Today is Endangered Species Day, a day on which hundreds of thousands of people around the world celebrate, learn, and take action to protect threatened and endangered species. Since the founding of this day in 2006, the biodiversity crisis that threatens millions of plant and animal species has only gotten worse, with 44,000 species threatened or endangered, including 41% of amphibians, 37% of sharks and rays, 36% of reef building corals, 34% of conifers, 26% of mammals and 12% of birds.
That includes over 100 species in Georgia alone, such as the alligator snapping turtle, red-cockaded woodpecker, Etowah darter, and several mussel species found only in our state. These species are being pushed to the brink by many factors, including overdevelopment, pollution, and climate change.
While that may be a daunting challenge, The Nature Conservancy in Georgia is hard at work to not only slow and stop those trends but reverse them. Take Georgia’s red-cockaded woodpecker, for example. In the early 1900s, the red-cockaded woodpecker was found “abundantly” in the pine forests of the southeastern United States with an original population number over 1.5 million. Today, there are only estimated to be 15-20,000 birds across the entire Southeast, representing less than 1 percent of the woodpecker’s population.
The primary threat for these birds is habitat destruction. The overall number of older pines and the size of the forests have both decreased. The remaining forestland is highly fragmented, making it hard for new generations of birds to find suitable sites.

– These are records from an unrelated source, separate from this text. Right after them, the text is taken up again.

//! Wi-Fi station with an always-on local access point.
//!
//! The access point comes up on every boot, open and named after the
//! hardware identity, so the node can be configured without an upstream
//! network. Joining the configured network is retried from `is_connected`
//! in rounds of [`CONNECT_ATTEMPTS`] joins spaced [`RECONNECT_SPACING_MS`]
//! apart. Each call makes at most one attempt, so the main loop keeps
//! serving the local web UI between attempts.

use super::{BootError, HttpClient, HttpPost, HttpReply, NetworkTransport, TransportError};
use sensorcentral_core::{ConnectivityState, DeviceIdentity, NetworkCredentials};
use std::net::Ipv4Addr;
use tracing::{debug, error, info, warn};

/// Join attempts per reconnect round.
pub const CONNECT_ATTEMPTS: u32 = 3;

/// Minimum time between reconnect rounds.
pub const RECONNECT_SPACING_MS: u64 = 10_000;

/// Platform Wi-Fi radio able to run station and access point together.
pub trait WifiRadio {
    fn hardware_identity(&self) -> DeviceIdentity;

    /// Bring up an open access point named `network_name`.
    fn start_access_point(&mut self, network_name: &str) -> Result<(), TransportError>;

    fn stop_access_point(&mut self) -> Result<(), TransportError>;

    /// Make one join attempt, blocking for at most a few seconds.
    ///
    /// A join still in progress when this returns may complete later and
    /// show up in [`is_joined`](WifiRadio::is_joined).
    fn join(&mut self, credentials: &NetworkCredentials) -> Result<(), TransportError>;

    fn is_joined(&self) -> bool;

    fn station_address(&self) -> Option<Ipv4Addr>;

    fn access_point_address(&self) -> Ipv4Addr;
}

pub struct StationAndAccessPoint<R: WifiRadio, H: HttpClient> {
    radio: R,
    http: H,
    credentials: NetworkCredentials,
    access_point_active: bool,
    last_round: Option<u64>,
    /// Attempts made in the current round; 0 when no round is running.
    round_attempts: u32,
    state: ConnectivityState,
}

impl<R: WifiRadio, H: HttpClient> StationAndAccessPoint<R, H> {
    /// Start the access point and make a first attempt to join the network.
    ///
    /// Fails only when the radio cannot start at all.
    pub fn boot(
        mut radio: R,
        http: H,
        credentials: NetworkCredentials,
        now_ms: u64,
    ) -> Result<Self, BootError> {
        let name = radio.hardware_identity().network_name();
        if let Err(e) = radio.start_access_point(&name) {
            error!("Failed to start access point: {}", e);
            return Err(BootError::NoNetworkHardware);
        }
        info!("Started AP {} on IP: {}", name, radio.access_point_address());

        let mut transport = Self {
            radio,
            http,
            credentials,
            access_point_active: true,
            last_round: None,
            round_attempts: 0,
            state: ConnectivityState::AccessPointOnly,
        };
        transport.is_connected(now_ms);
        Ok(transport)
    }

    pub fn radio(&self) -> &R {
        &self.radio
    }

    pub fn credentials(&self) -> &NetworkCredentials {
        &self.credentials
    }

    /// One join attempt of the current round. A new round starts only
    /// [`RECONNECT_SPACING_MS`] after the previous one started.
    fn try_join(&mut self, now_ms: u64) -> bool {
        if !self.credentials.is_configured() {
            return false;
        }
        if self.round_attempts == 0 {
            if let Some(last) = self.last_round {
                if now_ms.saturating_sub(last) < RECONNECT_SPACING_MS {
                    return false;
                }
            }
            self.last_round = Some(now_ms);
            info!("Establishing WiFi connection to {}", self.credentials.network_name);
        }
        self.round_attempts += 1;
        let attempt = self.round_attempts;
        if attempt >= CONNECT_ATTEMPTS {
            self.round_attempts = 0;
        }

        match self.radio.join(&self.credentials) {
            Ok(()) if self.radio.is_joined() => {
                self.round_attempts = 0;
                info!(
                    "WiFi connection established - IP address: {}",
                    self.local_address()
                );
                true
            }
            Ok(()) => {
                debug!("Join attempt {}/{} not completed", attempt, CONNECT_ATTEMPTS);
                false
            }
            Err(e) => {
                warn!("Join attempt {}/{} failed: {}", attempt, CONNECT_ATTEMPTS, e);
                false
            }
        }
    }
}

impl<R: WifiRadio, H: HttpClient> NetworkTransport for StationAndAccessPoint<R, H> {
    fn is_connected(&mut self, now_ms: u64) -> bool {
        let connected = self.radio.is_joined() || self.try_join(now_ms);
        self.state = if connected {
            ConnectivityState::Connected
        } else if self.access_point_active {
            ConnectivityState::AccessPointOnly
        } else {
            ConnectivityState::Disconnected
        };
        connected
    }

    fn connectivity(&self) -> ConnectivityState {
        self.state
    }

    fn local_address(&self) -> Ipv4Addr {
        self.radio
            .station_address()
            .unwrap_or_else(|| self.radio.access_point_address())
    }

    fn hardware_identity(&self) -> DeviceIdentity {
        self.radio.hardware_identity()
    }

    fn post(&mut self, request: &HttpPost) -> Result<HttpReply, TransportError> {
        if !self.radio.is_joined() {
            return Err(TransportError::NotConnected);
        }
        self.http.post(request)
    }

    fn uses_credentials(&self) -> bool {
        true
    }

    fn access_point_active(&self) -> bool {
        self.access_point_active
    }

    fn disable_access_point(&mut self) {
        match self.radio.stop_access_point() {
            Ok(()) => {
                info!("Turned off access point");
                self.access_point_active = false;
            }
            Err(e) => warn!("Failed to turn off access point: {}", e),
        }
    }
}
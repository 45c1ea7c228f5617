//! # sensorcentral-core
//!
//! Core SensorCentral data model, configuration records and sensor backends.
//!
//! This crate provides:
//! - Data model types (device identity, sensor readings, telemetry response)
//! - Versioned configuration records and the durable store they live in
//! - Hardware seam traits for probe buses, climate sensors and switch inputs
//! - The polymorphic sensor backend and its three variants
//!
//! This crate is intentionally runtime-agnostic and contains no async code,
//! making it usable on both Linux (simulator) and ESP32 (esp-idf) targets.

pub mod config;
pub mod hardware;
pub mod model;
pub mod sensor;

pub use config::{
    ConfigStore, Configuration, DurableRegion, MemoryRegion, NetworkCredentials, StorageError,
};
pub use hardware::HardwareError;
pub use model::*;
pub use sensor::{select_backend, SensorBackend, SensorHardware, SensorType};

Thankfully, we noticed many of these trends happening in Georgia and have been working for over a decade to restore the longleaf pine habitats they call home by planting over one million new trees per year and treating those forests with prescribed fire, helping to create and maintain the open forests the birds prefer.
Due to those efforts, we have seen those woodpecker populations increase by the dozens in just the last few years in areas like the Chattahoochee Fall Line in west-central Georgia and Moody Forest in Southeast Georgia. Similarly, thanks to our work and the efforts of countless conservation partners, the U.S. Fish and Wildlife Service decided not to list the gopher tortoise as a threatened or endangered species in its eastern population range. Compare that to the western population range, which was listed as threatened, with the eastern range found to have higher populations of gopher tortoises and more habitat management than the western range.
There is no question that the biodiversity crisis is one of the greatest challenges facing Georgia, the country, and the planet. Species like the flatwoods salamander, whose Georgia populations only exist in a handful of ponds and whose survival is highly dependent on our conservation efforts, continue to face an uphill battle. Even the extinction of a few insect species can devastate an ecosystem because of their place at the base of the food chain.
However, as The Nature Conservancy and our partners prove every day, now is not the time for us to despair. If we commit to working together at every level, from governments to corporations to non-profits, we can save the species that support all life on Earth.
The Threatened and Endangered Species List isn’t an obituary, it’s a warning. On this Endangered Species Day, we can and should all commit to doing everything we can to bring as many species as we can back from the brink.